To stay afloat, you’ll need to explore your options and act in time, and that very well may be earlier than you think.
In this article, we want to convince you why you need to get engaged early and lay out your choices. That done, you'll be able to make the informed decisions that will help you plot your course to your next grant.
Timing Is (Almost but Not Quite) Everything
If you depend on one funding source, staying funded takes a strategy you must put in place well ahead of your grant’s end. Even if you have multiple grants, you can't afford to lose sight of the need to bring in income.
Keep funding on track by answering these questions:
You’ll first assess your funding: at what point will you be in danger of running out of having sufficient funds and potentially lose people or even your entire lab?
Next, review potential funding sources and note application due dates. Then, calculate the maximum time it will take you to get your money so you will know when you need to start writing the application to avoid a funding gap.

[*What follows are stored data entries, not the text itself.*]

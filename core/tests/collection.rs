//! Daily income collection, maturity and earnings transfer.

use chrono::{DateTime, Duration, TimeZone, Utc};
use minevest_core::{
    clock::ManualClock,
    config::{ExpiryPolicy, LedgerConfig},
    engine::LedgerEngine,
    model::{IncomeSource, InvestmentStatus, Plan, UserAccount},
    types::Pool,
};
use std::sync::Arc;

fn start() -> DateTime<Utc> {
    Utc.with_ymd_and_hms(2026, 3, 2, 8, 0, 0).unwrap()
}

struct Fixture {
    engine: LedgerEngine,
    clock: Arc<ManualClock>,
    admin: UserAccount,
    plan: Plan,
}

fn fixture_with(config: LedgerConfig) -> Fixture {
    let _ = env_logger::builder().is_test(true).try_init();
    let clock = Arc::new(ManualClock::new(start()));
    let mut engine = LedgerEngine::build_test_with(config, clock.clone()).unwrap();
    let admin = engine.bootstrap_admin("Ops Admin").unwrap();
    let plan = engine
        .create_plan(&admin.id, "Starter Rig", 7, 14.0, true, 500.0, None)
        .unwrap();
    Fixture {
        engine,
        clock,
        admin,
        plan,
    }
}

fn fixture() -> Fixture {
    fixture_with(LedgerConfig::default_test())
}

/// Registers a user, funds them with `amount` and buys the 7-day plan with all of it.
fn investor(f: &mut Fixture, amount: f64) -> (UserAccount, String) {
    let user = f.engine.register_user("Investor", None).unwrap();
    f.engine
        .credit_balance(&user.id, Pool::Spendable, amount)
        .unwrap();
    let inv = f
        .engine
        .purchase_investment(&user.id, &f.plan.id, amount)
        .unwrap();
    (user, inv.id)
}

#[test]
fn seven_day_plan_pays_profit_and_capital_on_the_last_day() {
    let mut f = fixture();
    let (user, inv_id) = investor(&mut f, 2000.0);
    assert_eq!(f.engine.user(&user.id).unwrap().balance, 0.0);

    for day in 1..=7 {
        f.clock.advance_days(1);
        let receipt = f.engine.collect_daily_income(&inv_id, &user.id).unwrap();
        assert_eq!(receipt.days_collected, 1);
        assert_eq!(receipt.amount_credited, 40.0, "day {day}");
        assert_eq!(receipt.is_final, day == 7);
        if day == 7 {
            assert_eq!(receipt.capital_returned, 2000.0);
            assert_eq!(receipt.balance, 2000.0);
            assert_eq!(receipt.earned_balance, 280.0);
        }
    }

    let inv = f.engine.investment(&inv_id).unwrap();
    assert_eq!(inv.status, InvestmentStatus::Completed);
    assert_eq!(inv.total_days_collected, 7);
    assert_eq!(inv.profit_collected, 280.0);

    let rows = f.engine.store.income_transactions_for(&inv_id).unwrap();
    assert_eq!(rows.len(), 7);
    let total: f64 = rows.iter().map(|r| r.amount).sum();
    assert!((total - 280.0).abs() < 1e-9);
    assert_eq!(rows.iter().filter(|r| r.is_final_collection).count(), 1);
}

#[test]
fn second_collect_in_the_same_window_finds_nothing() {
    let mut f = fixture();
    let (user, inv_id) = investor(&mut f, 2000.0);
    f.clock.advance(Duration::hours(30));

    let first = f.engine.collect_daily_income(&inv_id, &user.id).unwrap();
    assert_eq!(first.amount_credited, 40.0);

    let err = f.engine.collect_daily_income(&inv_id, &user.id).unwrap_err();
    assert_eq!(err.code(), "NOTHING_TO_COLLECT");
    assert_eq!(f.engine.user(&user.id).unwrap().earned_balance, 40.0);
    assert_eq!(f.engine.store.income_transactions_for(&inv_id).unwrap().len(), 1);
}

#[test]
fn collect_before_a_full_day_changes_nothing() {
    let mut f = fixture();
    let (user, inv_id) = investor(&mut f, 2000.0);
    f.clock.advance(Duration::hours(23));

    let err = f.engine.collect_daily_income(&inv_id, &user.id).unwrap_err();
    assert_eq!(err.code(), "NOTHING_TO_COLLECT");
    let inv = f.engine.investment(&inv_id).unwrap();
    assert_eq!(inv.total_days_collected, 0);
    assert!(inv.last_income_collection_date.is_none());
    assert_eq!(f.engine.store.row_count("income_transactions").unwrap(), 0);
}

#[test]
fn collect_checks_existence_then_ownership() {
    let mut f = fixture();
    let (_owner, inv_id) = investor(&mut f, 2000.0);
    let stranger = f.engine.register_user("Stranger", None).unwrap();
    f.clock.advance_days(1);

    let err = f.engine.collect_daily_income("no-such-investment", &stranger.id).unwrap_err();
    assert_eq!(err.code(), "NOT_FOUND");
    let err = f.engine.collect_daily_income(&inv_id, &stranger.id).unwrap_err();
    assert_eq!(err.code(), "FORBIDDEN");
    assert_eq!(f.engine.user(&stranger.id).unwrap().earned_balance, 0.0);
}

#[test]
fn completed_investment_rejects_collection() {
    let mut f = fixture();
    let (user, inv_id) = investor(&mut f, 2000.0);
    f.clock.advance_days(7);
    f.engine.collect_daily_income(&inv_id, &user.id).unwrap();

    f.clock.advance_days(1);
    let err = f.engine.collect_daily_income(&inv_id, &user.id).unwrap_err();
    assert_eq!(err.code(), "INVESTMENT_NOT_ACTIVE");
}

#[test]
fn late_collection_is_capped_at_the_plan_duration() {
    let mut f = fixture();
    let (user, inv_id) = investor(&mut f, 2000.0);
    f.clock.advance_days(20);

    let receipt = f.engine.collect_daily_income(&inv_id, &user.id).unwrap();
    assert_eq!(receipt.days_collected, 7);
    assert_eq!(receipt.amount_credited, 280.0);
    assert!(receipt.is_final);

    let inv = f.engine.investment(&inv_id).unwrap();
    assert_eq!(inv.total_days_collected, 7);
    assert_eq!(inv.status, InvestmentStatus::Completed);
}

#[test]
fn listing_settles_matured_investments_first() {
    let mut f = fixture();
    let (user, inv_id) = investor(&mut f, 2000.0);
    f.clock.advance_days(2);
    f.engine.collect_daily_income(&inv_id, &user.id).unwrap();
    f.clock.advance_days(6);

    let listed = f.engine.list_investments(&user.id).unwrap();
    assert_eq!(listed.len(), 1);
    assert_eq!(listed[0].status, InvestmentStatus::Completed);
    assert_eq!(listed[0].total_days_collected, 7);

    let account = f.engine.user(&user.id).unwrap();
    assert_eq!(account.balance, 2000.0);
    assert_eq!(account.earned_balance, 280.0);
}

#[test]
fn forfeit_policy_expires_and_drops_uncollected_profit() {
    let mut config = LedgerConfig::default_test();
    config.expiry_policy = ExpiryPolicy::Forfeit;
    let mut f = fixture_with(config);
    let (user, inv_id) = investor(&mut f, 2000.0);
    f.clock.advance_days(2);
    f.engine.collect_daily_income(&inv_id, &user.id).unwrap();
    f.clock.advance_days(7);

    let listed = f.engine.list_investments(&user.id).unwrap();
    assert_eq!(listed[0].status, InvestmentStatus::Expired);
    assert_eq!(listed[0].total_days_collected, 2);

    let account = f.engine.user(&user.id).unwrap();
    assert_eq!(account.balance, 2000.0, "capital comes back");
    assert_eq!(account.earned_balance, 80.0);

    let err = f.engine.collect_daily_income(&inv_id, &user.id).unwrap_err();
    assert_eq!(err.code(), "INVESTMENT_NOT_ACTIVE");
}

#[test]
fn forfeit_collect_after_maturity_expires_instead_of_paying() {
    let mut config = LedgerConfig::default_test();
    config.expiry_policy = ExpiryPolicy::Forfeit;
    let mut f = fixture_with(config);
    let (user, inv_id) = investor(&mut f, 2000.0);
    f.clock.advance_days(9);

    // Nothing lists the investment first: the collection itself must expire it.
    let err = f.engine.collect_daily_income(&inv_id, &user.id).unwrap_err();
    assert_eq!(err.code(), "INVESTMENT_NOT_ACTIVE");

    let inv = f.engine.investment(&inv_id).unwrap();
    assert_eq!(inv.status, InvestmentStatus::Expired);
    assert_eq!(inv.total_days_collected, 0);
    let account = f.engine.user(&user.id).unwrap();
    assert_eq!(account.balance, 2000.0);
    assert_eq!(account.earned_balance, 0.0);
    assert!(f.engine.store.income_transactions_for(&inv_id).unwrap().is_empty());

    let err = f.engine.collect_daily_income(&inv_id, &user.id).unwrap_err();
    assert_eq!(err.code(), "INVESTMENT_NOT_ACTIVE");
    assert_eq!(f.engine.events_of_type("investment_closed").unwrap().len(), 1);
    assert_eq!(f.engine.user(&user.id).unwrap().balance, 2000.0);
}

#[test]
fn transfer_moves_only_untransferred_income() {
    let mut f = fixture();
    let (user, inv_id) = investor(&mut f, 2000.0);
    f.clock.advance_days(3);
    f.engine.collect_daily_income(&inv_id, &user.id).unwrap();

    let moved = f.engine.transfer_investment_earnings(&user.id, &inv_id).unwrap();
    assert_eq!(moved, 120.0);
    let account = f.engine.user(&user.id).unwrap();
    assert_eq!(account.earned_balance, 0.0);
    assert_eq!(account.balance, 120.0);

    assert_eq!(f.engine.transfer_investment_earnings(&user.id, &inv_id).unwrap(), 0.0);

    f.clock.advance_days(1);
    f.engine.collect_daily_income(&inv_id, &user.id).unwrap();
    assert_eq!(f.engine.transfer_investment_earnings(&user.id, &inv_id).unwrap(), 40.0);
    assert_eq!(f.engine.user(&user.id).unwrap().balance, 160.0);
}

#[test]
fn transfer_is_scoped_to_one_investment() {
    let mut f = fixture();
    let user = f.engine.register_user("Two Rigs", None).unwrap();
    f.engine.credit_balance(&user.id, Pool::Spendable, 3000.0).unwrap();
    let a = f.engine.purchase_investment(&user.id, &f.plan.id, 2000.0).unwrap();
    let b = f.engine.purchase_investment(&user.id, &f.plan.id, 1000.0).unwrap();
    f.clock.advance_days(1);
    f.engine.collect_daily_income(&a.id, &user.id).unwrap();
    f.engine.collect_daily_income(&b.id, &user.id).unwrap();
    assert_eq!(f.engine.user(&user.id).unwrap().earned_balance, 60.0);

    let moved = f.engine.transfer_investment_earnings(&user.id, &b.id).unwrap();
    assert_eq!(moved, 20.0);
    assert_eq!(f.engine.user(&user.id).unwrap().earned_balance, 40.0);
}

#[test]
fn transfer_never_drives_the_locked_pool_negative() {
    let mut f = fixture();
    let (user, inv_id) = investor(&mut f, 2000.0);
    f.clock.advance_days(2);
    f.engine.collect_daily_income(&inv_id, &user.id).unwrap();
    f.engine
        .adjust_balance(&f.admin.id, &user.id, Pool::Locked, -50.0, "clawback")
        .unwrap();

    let moved = f.engine.transfer_investment_earnings(&user.id, &inv_id).unwrap();
    assert_eq!(moved, 30.0);
    let account = f.engine.user(&user.id).unwrap();
    assert_eq!(account.earned_balance, 0.0);
    assert_eq!(account.balance, 30.0);
}

#[test]
fn manual_earnings_are_transferable_like_income() {
    let mut f = fixture();
    let (user, inv_id) = investor(&mut f, 2000.0);
    let locked = f
        .engine
        .grant_manual_earnings(&f.admin.id, &inv_id, &user.id, 75.0, "outage compensation")
        .unwrap();
    assert_eq!(locked, 75.0);

    let rows = f.engine.store.income_transactions_for(&inv_id).unwrap();
    assert_eq!(rows.len(), 1);
    assert_eq!(rows[0].source, IncomeSource::Manual);

    assert_eq!(f.engine.transfer_investment_earnings(&user.id, &inv_id).unwrap(), 75.0);
    // Manual income does not count toward the plan's scheduled profit.
    f.clock.advance_days(7);
    let receipt = f.engine.collect_daily_income(&inv_id, &user.id).unwrap();
    assert_eq!(receipt.amount_credited, 280.0);
}

#[test]
fn purchase_checks_balance_and_plan_bounds() {
    let mut f = fixture();
    let user = f.engine.register_user("Short", None).unwrap();
    f.engine.credit_balance(&user.id, Pool::Spendable, 1000.0).unwrap();

    let err = f.engine.purchase_investment(&user.id, &f.plan.id, 1500.0).unwrap_err();
    assert_eq!(err.code(), "INSUFFICIENT_FUNDS");
    let err = f.engine.purchase_investment(&user.id, &f.plan.id, 100.0).unwrap_err();
    assert_eq!(err.code(), "VALIDATION_ERROR");
    let err = f.engine.purchase_investment(&user.id, "no-plan", 600.0).unwrap_err();
    assert_eq!(err.code(), "NOT_FOUND");

    assert_eq!(f.engine.user(&user.id).unwrap().balance, 1000.0);
    assert_eq!(f.engine.store.row_count("investments").unwrap(), 0);
}

#[test]
fn closed_plan_takes_no_new_purchases() {
    let mut f = fixture();
    let (user, inv_id) = investor(&mut f, 1000.0);
    f.engine.credit_balance(&user.id, Pool::Spendable, 800.0).unwrap();

    let outsider = f.engine.register_user("Outsider", None).unwrap();
    let err = f
        .engine
        .set_plan_active(&outsider.id, &f.plan.id, false)
        .unwrap_err();
    assert_eq!(err.code(), "FORBIDDEN");
    let err = f
        .engine
        .set_plan_active(&f.admin.id, "no-plan", false)
        .unwrap_err();
    assert_eq!(err.code(), "NOT_FOUND");

    let closed = f.engine.set_plan_active(&f.admin.id, &f.plan.id, false).unwrap();
    assert!(!closed.is_active);
    assert!(f.engine.list_plans().unwrap().iter().all(|p| p.id != f.plan.id));

    let err = f.engine.purchase_investment(&user.id, &f.plan.id, 800.0).unwrap_err();
    assert_eq!(err.code(), "VALIDATION_ERROR");
    assert_eq!(f.engine.user(&user.id).unwrap().balance, 800.0);

    // Running investments keep accruing on a closed plan.
    f.clock.advance_days(1);
    let receipt = f.engine.collect_daily_income(&inv_id, &user.id).unwrap();
    assert_eq!(receipt.amount_credited, 20.0);

    f.engine.set_plan_active(&f.admin.id, &f.plan.id, true).unwrap();
    assert!(f.engine.list_plans().unwrap().iter().any(|p| p.id == f.plan.id));
    f.engine.purchase_investment(&user.id, &f.plan.id, 800.0).unwrap();
    assert_eq!(f.engine.user(&user.id).unwrap().balance, 0.0);
}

For an NIH application, add enough time in case you need to resubmit, and see if there may be a funding delay based on the time in the fiscal year you plan to apply.
Should you need to resubmit and you apply at the beginning of the fiscal year, it could take over a year and a half to get an award.
Use the resources listed below for help with NIH timing information. (We'll explore this topic further in a subsequent article on staying funded.)
Your Approach Counts Too
If you have an NIH grant, renewing it is a viable and popular option for continued funding, but it’s not always the right one.
To decide whether to apply with a renewal or new application, you will first need to assess your situation.
It is usually advantageous to renew if you've made progress and want to continue your project.
A renewal signals to reviewers that you are an experienced investigator. Trying to do too much can be deadly, but they do expect a bit more ambition. Read more on when a new application might be more appropriate below under the header “Sometimes It's Best to Start Over.”
Whatever approach you choose, your reviewers will judge not only the merits of the research you propose but also its relationship to your previous research and the impact you've made on your field.
Your reviewers might have at least some knowledge of who you are and what you are doing and will evaluate your application in that light. However, don't rely on your reputation alone; provide sufficient information in the application.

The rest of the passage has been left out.